//! archive
//!
//! Extraction of gzip-compressed tar archives into a working directory.
//!
//! # Behaviour
//!
//! Entries are read sequentially. Directories are created (parents included)
//! and regular files are created or truncated, both with the entry's mode
//! bits. Every other entry type (symlinks, hard links, devices, pax headers)
//! is skipped. Module trees consist of plain files.
//!
//! Corruption is detected lazily while reading entries, so an invalid
//! archive may leave partial output behind. Callers discard the target
//! directory on error.
//!
//! Entry paths that are absolute or contain `..` are rejected.
//!
//! Directories always keep owner `rwx` on top of their recorded mode, so
//! later entries can be written into them and the tree can be removed.
//!
//! [`extract_tar_gz_until`] checks a stop condition before every entry, for
//! callers that run extraction on a blocking thread they cannot abort.
//!
//! # Example
//!
//! ```no_run
//! use modsync::archive::extract_tar_gz;
//! use std::fs::File;
//! use std::path::Path;
//!
//! let archive = File::open("module.tar.gz").unwrap();
//! let root = extract_tar_gz(archive, Path::new("/tmp/scratch")).unwrap();
//! println!("module root: /tmp/scratch/{}", root);
//! ```

use std::fs::{self, OpenOptions};
use std::io::{self, Read};
use std::path::{Component, Path};

use flate2::read::GzDecoder;
use thiserror::Error;
use tracing::debug;

use crate::sync::ErrorKind;

/// Errors from archive extraction.
#[derive(Debug, Error)]
pub enum ExtractError {
    /// The input is not valid gzip or not a valid tar stream.
    #[error("invalid archive: {0}")]
    Decode(String),

    /// An entry tries to escape the target directory.
    #[error("path traversal detected: {path}")]
    PathTraversal { path: String },

    /// The archive has no directory or file entries.
    #[error("archive contains no entries")]
    Empty,

    /// The stop condition fired before all entries were written.
    #[error("extraction interrupted")]
    Interrupted,

    #[error("extraction I/O error: {0}")]
    Io(#[from] io::Error),
}

impl ExtractError {
    pub fn kind(&self) -> ErrorKind {
        match self {
            ExtractError::Io(_) => ErrorKind::Io,
            ExtractError::Interrupted => ErrorKind::Canceled,
            _ => ErrorKind::Decode,
        }
    }

    fn decode(err: io::Error) -> Self {
        ExtractError::Decode(err.to_string())
    }

    /// Errors surfacing while copying an entry come either from the
    /// decompressor (corrupt input) or from the destination file.
    fn from_copy(err: io::Error) -> Self {
        match err.kind() {
            io::ErrorKind::InvalidData | io::ErrorKind::InvalidInput | io::ErrorKind::UnexpectedEof => {
                ExtractError::decode(err)
            }
            _ => ExtractError::Io(err),
        }
    }
}

/// Unpack a `.tar.gz` stream into `target_dir`.
///
/// Returns the first top-level path segment observed, which callers use to
/// locate the module root (GitHub names it `<owner>-<repo>-<sha>`).
///
/// # Errors
///
/// - `Decode` for invalid gzip or tar data
/// - `PathTraversal` for absolute or `..` entry paths
/// - `Empty` if no directory or file entry was found
/// - `Io` if the target cannot be written
pub fn extract_tar_gz<R: Read>(reader: R, target_dir: &Path) -> Result<String, ExtractError> {
    extract_tar_gz_until(reader, target_dir, || false)
}

/// [`extract_tar_gz`] that stops with `Interrupted` once `stop` returns true.
///
/// `stop` is polled before each entry; nothing is written after it fires.
pub fn extract_tar_gz_until<R, F>(
    reader: R,
    target_dir: &Path,
    stop: F,
) -> Result<String, ExtractError>
where
    R: Read,
    F: Fn() -> bool,
{
    let mut archive = tar::Archive::new(GzDecoder::new(reader));
    let mut root: Option<String> = None;

    for entry in archive.entries().map_err(ExtractError::decode)? {
        if stop() {
            return Err(ExtractError::Interrupted);
        }
        let mut entry = entry.map_err(ExtractError::decode)?;
        let entry_type = entry.header().entry_type();
        let path = entry.path().map_err(ExtractError::decode)?.into_owned();

        if !entry_type.is_dir() && !entry_type.is_file() {
            debug!(path = %path.display(), ?entry_type, "skipping unsupported archive entry");
            continue;
        }

        validate_entry_path(&path)?;
        let mode = entry.header().mode().map_err(ExtractError::decode)?;
        let dest = target_dir.join(&path);

        if root.is_none() {
            root = top_level_segment(&path);
        }

        if entry_type.is_dir() {
            fs::create_dir_all(&dest)?;
            set_mode(&dest, mode | DIR_OWNER_BITS)?;
        } else {
            if let Some(parent) = dest.parent() {
                fs::create_dir_all(parent)?;
            }
            let mut file = OpenOptions::new()
                .write(true)
                .create(true)
                .truncate(true)
                .open(&dest)?;
            io::copy(&mut entry, &mut file).map_err(ExtractError::from_copy)?;
            set_mode(&dest, mode)?;
        }
    }

    root.ok_or(ExtractError::Empty)
}

/// Owner bits kept on every extracted directory.
const DIR_OWNER_BITS: u32 = 0o700;

fn top_level_segment(path: &Path) -> Option<String> {
    path.components().find_map(|c| match c {
        Component::Normal(segment) => Some(segment.to_string_lossy().into_owned()),
        _ => None,
    })
}

/// Reject entry paths that would land outside the target directory.
fn validate_entry_path(path: &Path) -> Result<(), ExtractError> {
    let escapes = path.is_absolute()
        || path
            .components()
            .any(|c| matches!(c, Component::ParentDir | Component::RootDir | Component::Prefix(_)));
    if escapes {
        return Err(ExtractError::PathTraversal {
            path: path.display().to_string(),
        });
    }
    Ok(())
}

#[cfg(unix)]
fn set_mode(path: &Path, mode: u32) -> io::Result<()> {
    use std::os::unix::fs::PermissionsExt;
    fs::set_permissions(path, fs::Permissions::from_mode(mode & 0o7777))
}

#[cfg(not(unix))]
fn set_mode(_path: &Path, _mode: u32) -> io::Result<()> {
    Ok(())
}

# Task goal:
Please retype the listing above with no line missing.

# Response to the task:
//! archive
//!
//! Extraction of gzip-compressed tar archives into a working directory.
//!
//! # Behaviour
//!
//! Entries are read sequentially. Directories are created (parents included)
//! and regular files are created or truncated, both with the entry's mode
//! bits. Every other entry type (symlinks, hard links, devices, pax headers)
//! is skipped. Module trees consist of plain files.
//!
//! Corruption is detected lazily while reading entries, so an invalid
//! archive may leave partial output behind. Callers discard the target
//! directory on error.
//!
//! Entry paths that are absolute or contain `..` are rejected.
//!
//! Directories always keep owner `rwx` on top of their recorded mode, so
//! later entries can be written into them and the tree can be removed.
//!
//! [`extract_tar_gz_until`] checks a stop condition before every entry, for
//! callers that run extraction on a blocking thread they cannot abort.
//!
//! # Example
//!
//! ```no_run
//! use modsync::archive::extract_tar_gz;
//! use std::fs::File;
//! use std::path::Path;
//!
//! let archive = File::open("module.tar.gz").unwrap();
//! let root = extract_tar_gz(archive, Path::new("/tmp/scratch")).unwrap();
//! println!("module root: /tmp/scratch/{}", root);
//! ```

use std::fs::{self, OpenOptions};
use std::io::{self, Read};
use std::path::{Component, Path};

use flate2::read::GzDecoder;
use thiserror::Error;
use tracing::debug;

use crate::sync::ErrorKind;

/// Errors from archive extraction.
#[derive(Debug, Error)]
pub enum ExtractError {
    /// The input is not valid gzip or not a valid tar stream.
    #[error("invalid archive: {0}")]
    Decode(String),

    /// An entry tries to escape the target directory.
    #[error("path traversal detected: {path}")]
    PathTraversal { path: String },

    /// The archive has no directory or file entries.
    #[error("archive contains no entries")]
    Empty,

    /// The stop condition fired before all entries were written.
    #[error("extraction interrupted")]
    Interrupted,

    #[error("extraction I/O error: {0}")]
    Io(#[from] io::Error),
}

impl ExtractError {
    pub fn kind(&self) -> ErrorKind {
        match self {
            ExtractError::Io(_) => ErrorKind::Io,
            ExtractError::Interrupted => ErrorKind::Canceled,
            _ => ErrorKind::Decode,
        }
    }

    fn decode(err: io::Error) -> Self {
        ExtractError::Decode(err.to_string())
    }

    /// Errors surfacing while copying an entry come either from the
    /// decompressor (corrupt input) or from the destination file.
    fn from_copy(err: io::Error) -> Self {
        match err.kind() {
            io::ErrorKind::InvalidData | io::ErrorKind::InvalidInput | io::ErrorKind::UnexpectedEof => {
                ExtractError::decode(err)
            }
            _ => ExtractError::Io(err),
        }
    }
}

/// Unpack a `.tar.gz` stream into `target_dir`.
///
/// Returns the first top-level path segment observed, which callers use to
/// locate the module root (GitHub names it `<owner>-<repo>-<sha>`).
///
/// # Errors
///
/// - `Decode` for invalid gzip or tar data
/// - `PathTraversal` for absolute or `..` entry paths
/// - `Empty` if no directory or file entry was found
/// - `Io` if the target cannot be written
pub fn extract_tar_gz<R: Read>(reader: R, target_dir: &Path) -> Result<String, ExtractError> {
    extract_tar_gz_until(reader, target_dir, || false)
}

/// [`extract_tar_gz`] that stops with `Interrupted` once `stop` returns true.
///
/// `stop` is polled before each entry; nothing is written after it fires.
pub fn extract_tar_gz_until<R, F>(
    reader: R,
    target_dir: &Path,
    stop: F,
) -> Result<String, ExtractError>
where
    R: Read,
    F: Fn() -> bool,
{
    let mut archive = tar::Archive::new(GzDecoder::new(reader));
    let mut root: Option<String> = None;

    for entry in archive.entries().map_err(ExtractError::decode)? {
        if stop() {
            return Err(ExtractError::Interrupted);
        }
        let mut entry = entry.map_err(ExtractError::decode)?;
        let entry_type = entry.header().entry_type();
        let path = entry.path().map_err(ExtractError::decode)?.into_owned();

        if !entry_type.is_dir() && !entry_type.is_file() {
            debug!(path = %path.display(), ?entry_type, "skipping unsupported archive entry");
            continue;
        }

        validate_entry_path(&path)?;
        let mode = entry.header().mode().map_err(ExtractError::decode)?;
        let dest = target_dir.join(&path);

        if root.is_none() {
            root = top_level_segment(&path);
        }

        if entry_type.is_dir() {
            fs::create_dir_all(&dest)?;
            set_mode(&dest, mode | DIR_OWNER_BITS)?;
        } else {
            if let Some(parent) = dest.parent() {
                fs::create_dir_all(parent)?;
            }
            let mut file = OpenOptions::new()
                .write(true)
                .create(true)
                .truncate(true)
                .open(&dest)?;
            io::copy(&mut entry, &mut file).map_err(ExtractError::from_copy)?;
            set_mode(&dest, mode)?;
        }
    }

    root.ok_or(ExtractError::Empty)
}

/// Owner bits kept on every extracted directory.
const DIR_OWNER_BITS: u32 = 0o700;

fn top_level_segment(path: &Path) -> Option<String> {
    path.components().find_map(|c| match c {
        Component::Normal(segment) => Some(segment.to_string_lossy().into_owned()),
        _ => None,
    })
}

/// Reject entry paths that would land outside the target directory.
fn validate_entry_path(path: &Path) -> Result<(), ExtractError> {
    let escapes = path.is_absolute()
        || path
            .components()
            .any(|c| matches!(c, Component::ParentDir | Component::RootDir | Component::Prefix(_)));
    if escapes {
        return Err(ExtractError::PathTraversal {
            path: path.display().to_string(),
        });
    }
    Ok(())
}

#[cfg(unix)]
fn set_mode(path: &Path, mode: u32) -> io::Result<()> {
    use std::os::unix::fs::PermissionsExt;
    fs::set_permissions(path, fs::Permissions::from_mode(mode & 0o7777))
}

#[cfg(not(unix))]
fn set_mode(_path: &Path, _mode: u32) -> io::Result<()> {
    Ok(())
}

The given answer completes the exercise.